FIG. 9 is a plan view showing a unit clutch.

FIG. 10 is a right side view of the same.

FIG. 11 is a diagram showing a power transmission configuration of a planting section provided with a safety clutch and a unit clutch.

FIG. 12 is a view showing another embodiment of the power transmission configuration of the planting section.

[Explanation of symbols]

 F Deceleration part S Safety clutch W Stripping clutch (unit clutch) 15 Planting part 17 Planting claw 20 Planting transmission frame 21 Rotary planting device 91 Transmission shaft 92L / 92R Planting drive shaft 93 Planting arm shaft

Claims (3)

[Claims] 1. A power transmitting mechanism for a planting portion is provided in a planting transmission frame, and power input to the planting portion is transmitted to a planting drive shaft, and the planting drive shaft transmits the power through a planting arm shaft. In the planting section of the rice transplanter configured to drive the planting claw, a safety clutch that cuts off power transmission to the planting claw is provided on the planting drive shaft on the transmission upstream side of the reduction section of the planting drive shaft.

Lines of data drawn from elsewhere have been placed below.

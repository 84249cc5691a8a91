use std::fs::{self, File};
use std::io::{Read, Write};
use std::path::{Path, PathBuf};

use pxb_domain::{ConfigError, Configuration};
use tracing::{debug, info};
use zip::{write::FileOptions, CompressionMethod, ZipWriter};

use super::archive::{prepare_out_dir, zip_timestamp, MemberSet, PendingArtifact};
use crate::core::error::Result;
use crate::core::hash::copy_hashed;
use crate::core::metadata::{
    entry_points_lines, metadata_lines, render_lines, wheel_descriptor_lines,
};
use crate::core::record::Record;
use crate::core::walk::{archive_path, walk_filtered, EntryKind};

const METADATA: &str = "METADATA";
const WHEEL: &str = "WHEEL";
const ENTRY_POINTS: &str = "entry_points.txt";
const RECORD: &str = "RECORD";
const LICENSE_STEM: &str = "LICENSE";

/// Write `{name}-{version}-{tags}.whl` into `out_dir` and return its file
/// name. When `metadata_dir` is given, the metadata prepared there must
/// still match the project.
pub fn write_wheel(
    config: &Configuration,
    out_dir: &Path,
    metadata_dir: Option<&Path>,
) -> Result<String> {
    let metadata = render_lines(&metadata_lines(config));
    if let Some(dir) = metadata_dir {
        verify_prepared_metadata(config, dir, &metadata)?;
    }

    let project_root = fs::canonicalize(&config.project_root)?;
    let source_root = project_root.join(&config.tool.source_root);
    if !source_root.is_dir() {
        return Err(ConfigError::MissingSourceRoot {
            path: config.source_root_path(),
        }
        .into());
    }
    let out_dir = prepare_out_dir(out_dir)?;
    let filename = format!(
        "{}-{}.whl",
        config.label,
        config.tags().filename_component()
    );

    let pending = PendingArtifact::create(&out_dir, &filename)?;
    let skip = [out_dir.clone(), pending.temp_path().to_path_buf()];
    let mut zip = ZipWriter::new(pending.handle()?);
    let options = FileOptions::default()
        .compression_method(CompressionMethod::Deflated)
        .last_modified_time(zip_timestamp(config))
        .unix_permissions(0o644);
    let mut members = MemberSet::default();
    let mut record = Record::default();

    walk_filtered(config, &project_root, &source_root, &skip, |entry| {
        if entry.kind == EntryKind::Dir {
            return Ok(());
        }
        let mut file = File::open(&entry.path)?;
        let mut member = WheelSink {
            zip: &mut zip,
            options,
            members: &mut members,
            record: &mut record,
        };
        member.append(archive_path(&entry.within), &mut file)
    })?;

    let dist_info = config.label.dist_info_dir();
    let mut member = WheelSink {
        zip: &mut zip,
        options,
        members: &mut members,
        record: &mut record,
    };
    member.append(format!("{dist_info}/{METADATA}"), &mut metadata.as_slice())?;
    let descriptor = render_lines(&wheel_descriptor_lines(config));
    member.append(format!("{dist_info}/{WHEEL}"), &mut descriptor.as_slice())?;
    for license in license_files(&project_root)? {
        let Some(file_name) = license.file_name().map(|n| n.to_string_lossy().into_owned())
        else {
            continue;
        };
        let mut file = File::open(&license)?;
        member.append(format!("{dist_info}/{file_name}"), &mut file)?;
    }
    if let Some(lines) = entry_points_lines(config) {
        let entry_points = render_lines(&lines);
        member.append(format!("{dist_info}/{ENTRY_POINTS}"), &mut entry_points.as_slice())?;
    }

    let record_name = format!("{dist_info}/{RECORD}");
    members.claim(&record_name)?;
    record.push_self_reference(record_name.as_str());
    zip.start_file(record_name.as_str(), options)?;
    zip.write_all(&record.render())?;

    let mut file = zip.finish()?;
    file.flush()?;
    drop(file);
    let path = pending.persist()?;
    info!(
        artifact = %path.display(),
        entries = record.entries().len(),
        "built wheel"
    );
    Ok(filename)
}

/// One archive member being streamed into the wheel and its RECORD.
struct WheelSink<'a> {
    zip: &'a mut ZipWriter<File>,
    options: FileOptions,
    members: &'a mut MemberSet,
    record: &'a mut Record,
}

impl WheelSink<'_> {
    fn append<R: Read>(&mut self, name: String, reader: &mut R) -> Result<()> {
        self.members.claim(&name)?;
        self.zip.start_file(name.as_str(), self.options)?;
        let digest = copy_hashed(reader, &mut *self.zip)?;
        debug!(member = %name, size = digest.len, "added to wheel");
        self.record.push(name, digest);
        Ok(())
    }
}

/// Write `{name}-{version}.dist-info/` under `metadata_dir` and return the
/// directory name.
pub fn write_prepared_metadata(config: &Configuration, metadata_dir: &Path) -> Result<String> {
    let dist_info = config.label.dist_info_dir();
    let target = metadata_dir.join(&dist_info);
    fs::create_dir_all(&target)?;
    fs::write(target.join(METADATA), render_lines(&metadata_lines(config)))?;
    fs::write(
        target.join(WHEEL),
        render_lines(&wheel_descriptor_lines(config)),
    )?;
    if let Some(lines) = entry_points_lines(config) {
        fs::write(target.join(ENTRY_POINTS), render_lines(&lines))?;
    }
    info!(path = %target.display(), "prepared wheel metadata");
    Ok(dist_info)
}

/// Accepts either the `.dist-info` directory itself or its parent.
fn verify_prepared_metadata(config: &Configuration, dir: &Path, expected: &[u8]) -> Result<()> {
    let direct = dir.join(METADATA);
    let path = if direct.is_file() {
        direct
    } else {
        dir.join(config.label.dist_info_dir()).join(METADATA)
    };
    match fs::read(&path) {
        Ok(found) if found == expected => {
            debug!(path = %path.display(), "prepared metadata is current");
            Ok(())
        }
        Ok(_) => Err(ConfigError::StaleMetadata { path }.into()),
        Err(err) if err.kind() == std::io::ErrorKind::NotFound => {
            Err(ConfigError::StaleMetadata { path }.into())
        }
        Err(err) => Err(err.into()),
    }
}

/// Top-level regular files whose stem is `LICENSE`, in name order.
fn license_files(project_root: &Path) -> Result<Vec<PathBuf>> {
    let mut found = Vec::new();
    for entry in fs::read_dir(project_root)? {
        let entry = entry?;
        if !entry.file_type()?.is_file() {
            continue;
        }
        let path = entry.path();
        let is_license = path
            .file_stem()
            .and_then(|stem| stem.to_str())
            .is_some_and(|stem| stem.eq_ignore_ascii_case(LICENSE_STEM));
        if is_license {
            found.push(path);
        }
    }
    found.sort();
    Ok(found)
}
use std::fs::{self, File};
use std::io::{self, Write};
use std::path::Path;

use flate2::{write::GzEncoder, Compression};
use pxb_domain::Configuration;
use tar::{Builder, EntryType, Header, HeaderMode};
use tracing::{debug, info};

use super::archive::{prepare_out_dir, tar_mtime, MemberSet, PendingArtifact};
use crate::core::error::Result;
use crate::core::metadata::{metadata_lines, render_lines};
use crate::core::walk::{archive_path, walk_filtered, EntryKind};

const PKG_INFO: &str = "PKG-INFO";

/// Write `{name}-{version}.tar.gz` into `out_dir` and return its file name.
pub fn write_sdist(config: &Configuration, out_dir: &Path) -> Result<String> {
    let out_dir = prepare_out_dir(out_dir)?;
    let project_root = fs::canonicalize(&config.project_root)?;
    let base = config.label.to_string();
    let filename = format!("{base}.tar.gz");

    let pending = PendingArtifact::create(&out_dir, &filename)?;
    let skip = [out_dir.clone(), pending.temp_path().to_path_buf()];
    let encoder = GzEncoder::new(pending.handle()?, Compression::default());
    let mut tar = Builder::new(encoder);
    let mtime = tar_mtime(config);
    let mut members = MemberSet::default();
    let mut files = 0usize;

    walk_filtered(config, &project_root, &project_root, &skip, |entry| {
        if entry.relative.as_os_str() == PKG_INFO {
            debug!("replacing PKG-INFO found in the source tree");
            return Ok(());
        }
        let name = if entry.relative.as_os_str().is_empty() {
            base.clone()
        } else {
            format!("{base}/{}", archive_path(&entry.relative))
        };
        members.claim(&name)?;
        let metadata = fs::metadata(&entry.path)?;
        let mut header = deterministic_header(mtime);
        header.set_metadata_in_mode(&metadata, HeaderMode::Deterministic);
        header.set_mtime(mtime);
        match entry.kind {
            EntryKind::Dir => tar.append_data(&mut header, &name, io::empty())?,
            EntryKind::File => {
                let file = File::open(&entry.path)?;
                tar.append_data(&mut header, &name, file)?;
                files += 1;
            }
        }
        debug!(member = %name, "added to sdist");
        Ok(())
    })?;

    let pkg_info = render_lines(&metadata_lines(config));
    let pkg_info_name = format!("{base}/{PKG_INFO}");
    members.claim(&pkg_info_name)?;
    let mut header = deterministic_header(mtime);
    header.set_entry_type(EntryType::Regular);
    header.set_size(pkg_info.len() as u64);
    header.set_mode(0o644);
    tar.append_data(&mut header, &pkg_info_name, pkg_info.as_slice())?;

    let encoder = tar.into_inner()?;
    let mut file = encoder.finish()?;
    file.flush()?;
    drop(file);
    let path = pending.persist()?;
    info!(artifact = %path.display(), files, "built sdist");
    Ok(filename)
}

fn deterministic_header(mtime: u64) -> Header {
    let mut header = Header::new_gnu();
    header.set_mtime(mtime);
    header.set_uid(0);
    header.set_gid(0);
    header
}
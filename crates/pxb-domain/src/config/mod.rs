//! Typed build configuration and the resolver that produces it.
//!
//! A [`Configuration`] is built once per build call from three sources: the
//! project descriptor, the `[tool.pxb.<kind>]` table and the front end's
//! config settings. It is immutable afterwards and every later stage reads
//! from it instead of the filesystem or the environment.

mod env;
mod hooks;
mod settings;
mod tags;

use std::path::{Component, Path, PathBuf};

use toml_edit::{Item, Table};
use tracing::{debug, warn};

pub use env::{EnvSnapshot, SOURCE_DATE_EPOCH};
pub use hooks::{FileFilter, HookRegistry, PathPredicate};
pub use settings::{BuildSettings, ConfigSettings, EXCLUDE_TESTS};
pub use tags::TagSet;

use crate::project::{DistLabel, ProjectDescriptor, ProjectMetadata};
use crate::{ConfigError, ResolveError};

pub const DEFAULT_SOURCE_ROOT: &str = "src";

const FILE_FILTER_KEY: &str = "file-filter";
const TAGS_KEY: &str = "tags";
const SOURCE_ROOT_KEY: &str = "source-root";

#[derive(Clone, Copy, Debug, PartialEq, Eq)]
pub enum BuildKind {
    Sdist,
    Wheel,
}

impl BuildKind {
    pub fn section(self) -> &'static str {
        match self {
            Self::Sdist => "sdist",
            Self::Wheel => "wheel",
        }
    }

    fn recognized_keys(self) -> &'static [&'static str] {
        match self {
            Self::Sdist => &[FILE_FILTER_KEY],
            Self::Wheel => &[FILE_FILTER_KEY, TAGS_KEY, SOURCE_ROOT_KEY],
        }
    }
}

/// Settings from `[tool.pxb.sdist]` or `[tool.pxb.wheel]`.
#[derive(Clone, Debug)]
pub struct ToolOptions {
    pub file_filter: Option<FileFilter>,
    /// Only populated for wheel builds.
    pub tags: Option<TagSet>,
    /// Package source root, relative to the project root.
    pub source_root: PathBuf,
}

impl Default for ToolOptions {
    fn default() -> Self {
        Self {
            file_filter: None,
            tags: None,
            source_root: PathBuf::from(DEFAULT_SOURCE_ROOT),
        }
    }
}

/// Everything one build call needs to know about the project.
#[derive(Clone, Debug)]
pub struct Configuration {
    pub kind: BuildKind,
    pub project_root: PathBuf,
    pub metadata: ProjectMetadata,
    pub label: DistLabel,
    pub tool: ToolOptions,
    pub settings: BuildSettings,
    /// Archive timestamp, seconds since the epoch.
    pub source_date_epoch: Option<u64>,
}

impl Configuration {
    pub fn name(&self) -> &str {
        &self.metadata.name
    }

    pub fn version(&self) -> &str {
        &self.metadata.version
    }

    /// Tags for wheel builds; the default triple when none were resolved.
    pub fn tags(&self) -> TagSet {
        self.tool.tags.clone().unwrap_or_default()
    }

    pub fn source_root_path(&self) -> PathBuf {
        self.project_root.join(&self.tool.source_root)
    }
}

/// Inputs for [`resolve_config`].
#[derive(Clone, Copy, Debug)]
pub struct ResolveRequest<'a> {
    pub project_root: &'a Path,
    pub kind: BuildKind,
    pub settings: &'a ConfigSettings,
    pub hooks: &'a HookRegistry,
    pub env: &'a EnvSnapshot,
}

/// Build the configuration for one build invocation.
///
/// # Errors
///
/// Returns a descriptor error when `pyproject.toml` cannot be read or parsed,
/// and a configuration error for invalid settings, metadata or tool options.
pub fn resolve_config(request: &ResolveRequest<'_>) -> Result<Configuration, ResolveError> {
    let settings = BuildSettings::from_config_settings(request.settings)?;
    let descriptor = ProjectDescriptor::load(request.project_root)?;
    let metadata = descriptor.metadata()?;
    let label = DistLabel::new(&metadata.name, &metadata.version)?;
    let tool = resolve_tool_options(
        descriptor.tool_table(request.kind.section()),
        request.kind,
        request.hooks,
    )?;
    let source_date_epoch = request.env.source_date_epoch()?;

    debug!(
        kind = request.kind.section(),
        label = %label,
        exclude_tests = settings.exclude_tests,
        file_filter = ?tool.file_filter.as_ref().map(FileFilter::reference),
        "resolved build configuration"
    );

    Ok(Configuration {
        kind: request.kind,
        project_root: request.project_root.to_path_buf(),
        metadata,
        label,
        tool,
        settings,
        source_date_epoch,
    })
}

fn resolve_tool_options(
    table: Option<&Table>,
    kind: BuildKind,
    hooks: &HookRegistry,
) -> Result<ToolOptions, ConfigError> {
    let mut options = ToolOptions::default();
    if let Some(table) = table {
        for (key, _) in table.iter() {
            if !kind.recognized_keys().iter().any(|known| *known == key) {
                warn!(
                    key,
                    section = kind.section(),
                    "ignoring unrecognized key in [tool.pxb.{}]",
                    kind.section()
                );
            }
        }
        if let Some(item) = table.get(FILE_FILTER_KEY) {
            let reference = item.as_str().ok_or_else(|| ConfigError::InvalidField {
                field: format!("tool.pxb.{}.{FILE_FILTER_KEY}", kind.section()),
                reason: "expected a 'module:callable' string".to_string(),
            })?;
            options.file_filter = Some(hooks.resolve(reference.trim())?);
        }
        if kind == BuildKind::Wheel {
            if let Some(item) = table.get(TAGS_KEY) {
                options.tags = Some(TagSet::from_item(item)?);
            }
            if let Some(item) = table.get(SOURCE_ROOT_KEY) {
                options.source_root = source_root_from_item(item)?;
            }
        }
    }
    if kind == BuildKind::Wheel && options.tags.is_none() {
        options.tags = Some(TagSet::default());
    }
    Ok(options)
}

fn source_root_from_item(item: &Item) -> Result<PathBuf, ConfigError> {
    let invalid = |reason: &str| ConfigError::InvalidField {
        field: format!("tool.pxb.wheel.{SOURCE_ROOT_KEY}"),
        reason: reason.to_string(),
    };
    let raw = item.as_str().ok_or_else(|| invalid("expected a string"))?;
    let path = PathBuf::from(raw.trim());
    let escapes = path
        .components()
        .any(|c| !matches!(c, Component::Normal(_) | Component::CurDir));
    if escapes {
        return Err(invalid("must be a relative path inside the project"));
    }
    Ok(path)
}

#[cfg(test)]
mod tests {
    use std::fs;

    use super::*;

    fn project(pyproject: &str) -> tempfile::TempDir {
        let dir = tempfile::tempdir().expect("tempdir");
        fs::write(dir.path().join("pyproject.toml"), pyproject).expect("write pyproject");
        dir
    }

    fn resolve(
        root: &Path,
        kind: BuildKind,
        settings: &ConfigSettings,
        hooks: &HookRegistry,
    ) -> Result<Configuration, ResolveError> {
        resolve_config(&ResolveRequest {
            project_root: root,
            kind,
            settings,
            hooks,
            env: &EnvSnapshot::default(),
        })
    }

    fn keep_everything(_: &Configuration, _: &Path) -> anyhow::Result<bool> {
        Ok(true)
    }

    const MINIMAL: &str = "[project]\nname = \"Demo.Pkg\"\nversion = \"1.0\"\n";

    #[test]
    fn wheel_configuration_gets_default_tags() {
        let dir = project(MINIMAL);
        let config = resolve(
            dir.path(),
            BuildKind::Wheel,
            &ConfigSettings::new(),
            &HookRegistry::new(),
        )
        .unwrap();
        assert_eq!(config.name(), "Demo.Pkg");
        assert_eq!(config.label.to_string(), "demo_pkg-1.0");
        assert_eq!(config.tool.tags, Some(TagSet::default()));
        assert_eq!(config.tool.source_root, PathBuf::from("src"));
        assert!(!config.settings.exclude_tests);
    }

    #[test]
    fn sdist_configuration_has_no_tags() {
        let dir = project(MINIMAL);
        let config = resolve(
            dir.path(),
            BuildKind::Sdist,
            &ConfigSettings::new(),
            &HookRegistry::new(),
        )
        .unwrap();
        assert!(config.tool.tags.is_none());
    }

    #[test]
    fn tool_tables_are_selected_by_kind() {
        let dir = project(&format!(
            "{MINIMAL}\n[tool.pxb.sdist]\nfile-filter = \"custom:keep\"\n\n[tool.pxb.wheel]\ntags = [\"cp39.cp310\", \"abi3\", \"any\"]\nsource-root = \"lib\"\n"
        ));
        let mut hooks = HookRegistry::new();
        hooks.register("custom:keep", keep_everything).unwrap();

        let sdist = resolve(dir.path(), BuildKind::Sdist, &ConfigSettings::new(), &hooks).unwrap();
        assert_eq!(
            sdist.tool.file_filter.as_ref().map(FileFilter::reference),
            Some("custom:keep")
        );

        let wheel = resolve(dir.path(), BuildKind::Wheel, &ConfigSettings::new(), &hooks).unwrap();
        assert!(wheel.tool.file_filter.is_none());
        assert_eq!(wheel.tags().filename_component(), "cp39.cp310-abi3-any");
        assert_eq!(wheel.tool.source_root, PathBuf::from("lib"));
    }

    #[test]
    fn unknown_hook_reference_fails_resolution() {
        let dir = project(&format!(
            "{MINIMAL}\n[tool.pxb.sdist]\nfile-filter = \"custom:missing\"\n"
        ));
        let err = resolve(
            dir.path(),
            BuildKind::Sdist,
            &ConfigSettings::new(),
            &HookRegistry::new(),
        )
        .unwrap_err();
        assert!(matches!(
            err,
            ResolveError::Config(ConfigError::UnknownHook { .. })
        ));
    }

    #[test]
    fn caller_settings_are_validated_before_reading_the_descriptor() {
        let dir = tempfile::tempdir().expect("tempdir");
        let mut settings = ConfigSettings::new();
        settings.insert("verbose".to_string(), String::new());
        let err = resolve(dir.path(), BuildKind::Sdist, &settings, &HookRegistry::new())
            .unwrap_err();
        assert!(matches!(
            err,
            ResolveError::Config(ConfigError::UnknownSettings { .. })
        ));
    }

    #[test]
    fn source_root_must_stay_inside_project() {
        let dir = project(&format!(
            "{MINIMAL}\n[tool.pxb.wheel]\nsource-root = \"../elsewhere\"\n"
        ));
        let err = resolve(
            dir.path(),
            BuildKind::Wheel,
            &ConfigSettings::new(),
            &HookRegistry::new(),
        )
        .unwrap_err();
        assert!(matches!(
            err,
            ResolveError::Config(ConfigError::InvalidField { .. })
        ));
    }

    #[test]
    fn missing_descriptor_is_a_descriptor_error() {
        let dir = tempfile::tempdir().expect("tempdir");
        let err = resolve(
            dir.path(),
            BuildKind::Wheel,
            &ConfigSettings::new(),
            &HookRegistry::new(),
        )
        .unwrap_err();
        assert!(matches!(err, ResolveError::Descriptor(_)));
    }
}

A clutch at a planting section of a rice transplanter, which is provided in a rice planter. 2. The planting portion clutch of a rice transplanter according to claim 1, wherein the safety clutch is provided at a front portion of the planting drive shaft in the machine body traveling direction. 3. The device according to claim 1, further comprising a stop clutch provided downstream of the safety clutch in the transmission, and a plurality of planting drive shafts being driven in the same direction. Item 4. A clutch at a planting portion of a rice transplanter according to item 2.